> _THE TASK_
Below are records; please give the number of their lines that contain the string "libc", and only that number.

Start of RAW DATA

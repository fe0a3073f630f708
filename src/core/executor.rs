//! Process execution with a hard timeout.
//!
//! The argument vector is handed to the OS as-is; nothing is ever passed
//! through a shell. Every way a run can end, including launch failures and
//! timeouts, comes back as an `ExecutionResult`.

use std::process::{ExitStatus, Stdio};
use std::time::Duration;

use async_trait::async_trait;
use tokio::io::{AsyncRead, AsyncReadExt};
use tokio::process::{Child, Command};
use tokio::task::JoinHandle;
use tracing::{debug, warn};

use crate::domain::ExecutionResult;

/// Something that can run an argument vector
#[async_trait]
pub trait Executor: Send + Sync {
    /// Run `argv[0]` with the remaining elements as arguments
    async fn execute(&self, argv: &[String], timeout: Duration) -> ExecutionResult;
}

/// Executor backed by `tokio::process`
#[derive(Debug, Clone, Default)]
pub struct ProcessExecutor;

impl ProcessExecutor {
    pub fn new() -> Self {
        Self
    }
}

#[async_trait]
impl Executor for ProcessExecutor {
    async fn execute(&self, argv: &[String], timeout: Duration) -> ExecutionResult {
        let Some((program, args)) = argv.split_first() else {
            return ExecutionResult::launch_failure("Empty argument vector");
        };

        let mut command = Command::new(program);
        command
            .args(args)
            .stdin(Stdio::null())
            .stdout(Stdio::piped())
            .stderr(Stdio::piped())
            .kill_on_drop(true);

        // Own process group, so a timeout can take down everything the tool started
        #[cfg(unix)]
        {
            command.process_group(0);
        }

        let mut child = match command.spawn() {
            Ok(child) => child,
            Err(e) => {
                debug!(%program, error = %e, "Failed to launch process");
                return ExecutionResult::launch_failure(format!(
                    "Failed to launch '{}': {}",
                    program, e
                ));
            }
        };

        // The child leads its group; the id is gone once it is reaped
        let pgid = child.id();

        // Drain both pipes concurrently so a chatty child never blocks on a full pipe
        let mut stdout = child.stdout.take().map(drain);
        let mut stderr = child.stderr.take().map(drain);

        // The budget covers pipe EOF too: a background process holding the
        // pipes open must not extend the run past the limit
        let run = tokio::time::timeout(timeout, async {
            let status = child.wait().await?;
            let stdout = collect(stdout.as_mut()).await;
            let stderr = collect(stderr.as_mut()).await;
            Ok::<_, std::io::Error>((status, stdout, stderr))
        })
        .await;

        match run {
            Ok(Ok((status, stdout, stderr))) => {
                ExecutionResult::exited(exit_code(status), stdout, stderr)
            }
            Ok(Err(e)) => {
                terminate(&mut child, pgid, program).await;
                abort(stdout);
                abort(stderr);
                ExecutionResult::launch_failure(format!(
                    "Failed to wait for '{}': {}",
                    program, e
                ))
            }
            Err(_) => {
                terminate(&mut child, pgid, program).await;
                abort(stdout);
                abort(stderr);
                warn!(%program, ?timeout, "Process timed out");
                ExecutionResult::timeout(timeout)
            }
        }
    }
}

/// SIGKILL the child's process group, then kill and reap the child itself
async fn terminate(child: &mut Child, pgid: Option<u32>, program: &str) {
    if let Some(pgid) = pgid {
        kill_group(pgid);
    }

    // Already reaped; only descendants were left
    if child.id().is_none() {
        return;
    }

    // kill() sends SIGKILL and reaps the child
    if let Err(e) = child.kill().await {
        warn!(%program, error = %e, "Failed to kill timed out process");
    }
}

#[cfg(unix)]
fn kill_group(pgid: u32) {
    let Ok(pgid) = libc::pid_t::try_from(pgid) else {
        return;
    };
    // SAFETY: killpg takes plain integers and touches no memory
    let rc = unsafe { libc::killpg(pgid, libc::SIGKILL) };
    if rc != 0 {
        debug!(pgid, error = %std::io::Error::last_os_error(), "killpg failed");
    }
}

#[cfg(not(unix))]
fn kill_group(_pgid: u32) {}

fn drain<R>(mut reader: R) -> JoinHandle<Vec<u8>>
where
    R: AsyncRead + Unpin + Send + 'static,
{
    tokio::spawn(async move {
        let mut buf = Vec::new();
        let _ = reader.read_to_end(&mut buf).await;
        buf
    })
}

/// Wait for a drain task and decode its bytes as text.
///
/// Invalid UTF-8 is replaced with U+FFFD; results carry text, not bytes.
async fn collect(handle: Option<&mut JoinHandle<Vec<u8>>>) -> String {
    match handle {
        Some(handle) => handle
            .await
            .map(|bytes| String::from_utf8_lossy(&bytes).into_owned())
            .unwrap_or_default(),
        None => String::new(),
    }
}

fn abort(handle: Option<JoinHandle<Vec<u8>>>) {
    if let Some(handle) = handle {
        handle.abort();
    }
}

/// Map an exit status to a non-negative code
#[cfg(unix)]
fn exit_code(status: ExitStatus) -> i32 {
    use std::os::unix::process::ExitStatusExt;

    status
        .code()
        .or_else(|| status.signal().map(|signal| 128 + signal))
        .unwrap_or(255)
}

#[cfg(not(unix))]
fn exit_code(status: ExitStatus) -> i32 {
    status.code().unwrap_or(255)
}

End of RAW DATA

> _OUTPUT BELOW_
2